また、他の取得方法に比べて手数料が割安な点もメリットといえます。
オンラインで取得する際の大まかな流れは、以下の通りです。
- 申請者情報登録
- 交付請求手続き
- 手数料の納付
- 受け取り方の選択
- 取得
オンラインで請求するためには、まず住所・氏名・パスワードなどを入力する申請者情報登録が必要です。
申請者を登録したら、交付請求の手続きを行います。
トップページの「かんたん証明書請求」で、不動産種別などの必要事項を入力して請求しましょう。
請求後は、電子決済で手数料の納付が必要です。
また、オンライン請求で発行された証明書は、窓口か郵送で交付を受けることになります。
オンラインで電子証明書が発行されるわけではないので、注意しましょう。
取得方法を選択したら、取得方法に合わせて交付を受けます。
窓口交付なら申請後3~4時間後、郵送では翌日~翌々日位に取得することが可能です。
郵送で取得する
申請書などを法務局に郵送して取得する方法です。
郵送時には、以下のような書類を送付します。
- 申請書
- 収入印紙
- 返信用封筒と切手
申請書は法務局のホームページで入手できるので、ダウンロードして必要事項を記入します。

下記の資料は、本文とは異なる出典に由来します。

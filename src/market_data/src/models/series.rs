//! A validated, date-ordered collection of daily bars for a single instrument.

use chrono::{Datelike, IsoWeek, NaiveDate};
use thiserror::Error;

use crate::models::bar::Bar;

#[derive(Debug, Error, PartialEq)]
pub enum SeriesError {
    #[error("bars for {code} are not strictly increasing at {date} (previous {prev})")]
    NonIncreasingDates {
        code: String,
        prev: NaiveDate,
        date: NaiveDate,
    },

    #[error("bar for {code} on {date} has negative volume {volume}")]
    NegativeVolume {
        code: String,
        date: NaiveDate,
        volume: f64,
    },
}

/// Represents the complete daily history of one instrument over a lookback window.
///
/// Invariant: dates are strictly increasing. Gaps (weekends, holidays) are
/// allowed and never filled.
#[derive(Debug, Clone, PartialEq)]
pub struct Series {
    code: String,
    bars: Vec<Bar>,
}

impl Series {
    /// Builds a series, rejecting duplicate or out-of-order dates and negative volume.
    pub fn new(code: impl Into<String>, bars: Vec<Bar>) -> Result<Self, SeriesError> {
        let code = code.into();
        for (i, bar) in bars.iter().enumerate() {
            if bar.volume < 0.0 {
                return Err(SeriesError::NegativeVolume {
                    code,
                    date: bar.date,
                    volume: bar.volume,
                });
            }
            if i > 0 && bars[i - 1].date >= bar.date {
                return Err(SeriesError::NonIncreasingDates {
                    code,
                    prev: bars[i - 1].date,
                    date: bar.date,
                });
            }
        }
        Ok(Self { code, bars })
    }

    pub fn code(&self) -> &str {
        &self.code
    }

    pub fn bars(&self) -> &[Bar] {
        &self.bars
    }

    pub fn len(&self) -> usize {
        self.bars.len()
    }

    pub fn is_empty(&self) -> bool {
        self.bars.is_empty()
    }

    pub fn last(&self) -> Option<&Bar> {
        self.bars.last()
    }

    /// The bar before the last one, if any.
    pub fn prev(&self) -> Option<&Bar> {
        self.bars.len().checked_sub(2).map(|i| &self.bars[i])
    }

    pub fn closes(&self) -> Vec<f64> {
        self.bars.iter().map(|b| b.close).collect()
    }

    pub fn volumes(&self) -> Vec<f64> {
        self.bars.iter().map(|b| b.volume).collect()
    }

    pub fn highs(&self) -> Vec<f64> {
        self.bars.iter().map(|b| b.high).collect()
    }

    pub fn lows(&self) -> Vec<f64> {
        self.bars.iter().map(|b| b.low).collect()
    }

    /// Close-to-close change of the last bar, in percent.
    pub fn last_change_rate(&self) -> Option<f64> {
        let last = self.last()?;
        let prev = self.prev()?;
        last.change_rate(prev.close)
    }

    /// The first `n` bars as a new series (the view a run on that day would have seen).
    pub fn truncate_to(&self, n: usize) -> Series {
        Series {
            code: self.code.clone(),
            bars: self.bars[..n.min(self.bars.len())].to_vec(),
        }
    }

    /// Aggregates daily bars into ISO-week bars.
    ///
    /// Open is the week's first open, high/low the extremes, close the last
    /// close and volume the sum. The weekly bar carries the date of the last
    /// trading day of that week, so ordering is preserved.
    pub fn to_weekly(&self) -> Series {
        let mut weekly: Vec<Bar> = Vec::new();
        let mut current: Option<(IsoWeek, Bar)> = None;

        for bar in &self.bars {
            let week = bar.date.iso_week();
            match current.as_mut() {
                Some((w, agg)) if *w == week => {
                    agg.high = agg.high.max(bar.high);
                    agg.low = agg.low.min(bar.low);
                    agg.close = bar.close;
                    agg.volume += bar.volume;
                    agg.date = bar.date;
                }
                _ => {
                    if let Some((_, done)) = current.take() {
                        weekly.push(done);
                    }
                    current = Some((week, *bar));
                }
            }
        }
        if let Some((_, done)) = current {
            weekly.push(done);
        }

        Series {
            code: self.code.clone(),
            bars: weekly,
        }
    }
}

申請書に収入印紙を貼付し、住所を記入し切手を貼った返信用封筒を同封して、最寄りの法務局に送付しましょう。
送付後問題がなければ、1~2週間で証明書が郵送されてきます。
郵送での申請は、他の申請方法に比べて取得までに時間がかかる点に注意しましょう。
急ぎで取得したい場合は、窓口取得をおすすめします。
住宅ローンの確定申告における登記事項証明書のよくある質問
最後に、住宅ローンの確定申告における登記事項証明書のよくある質問をみていきましょう。
住宅ローン控除の登記事項証明書はコピーでも大丈夫?
登記事項証明書の写しを提出することも可能ですが、基本的には原本を提出します。
コピーの場合、最新の情報ではない古い登記事項証明書の可能性を疑われたりと、信用性が低くなりかねないので注意が必要です。
確定申告では、原本が必要な書類とコピーで代用できる書類とで、必要書類が細かく決まっています。
添付書類にミスがあると再提出など時間がかかるため、問題がないのであれば原本を提出するほうがスムーズに確定申告を進められるでしょう。
なお、不動産番号を入力する場合は、登記事項証明書の添付は不要です。
住宅ローン控除の登記事項証明書は取得から何カ月以内のものが必要?
登記事項証明書に有効期限はないため、いつ取得したものでも提出することが可能です。
ただし、古い登記事項証明書の場合、最新の情報と記載内容が異なっている可能性があります。
申請に合わせて新しく取得したものを添付するほうが、確実に手続きを進められます。
住宅ローン控除の登記事項証明書は土地と建物どちらのものが必要?
借入した住宅ローンの対象となる不動産分の登記事項証明書が必要です。
住宅ローンに土地も含まれている場合は、建物だけでなく土地も提出するようにしましょう。
まとめ
土地や建物の情報を記載した登記事項証明書は、住宅ローン控除を申請する際に必要になる書類です。
登記事項証明書にはいくつか種類がありますが、住宅ローン控除の申請では一戸建てなら全部事項証明書、マンションなら一部事項証明書を取得すればよいでしょう。
法務局の窓口だけでなくオンライン申請、郵送申請での取得方法があるので、自身の都合のよい方法を選び、確定申告に合わせて早めに用意しておくことが大切です。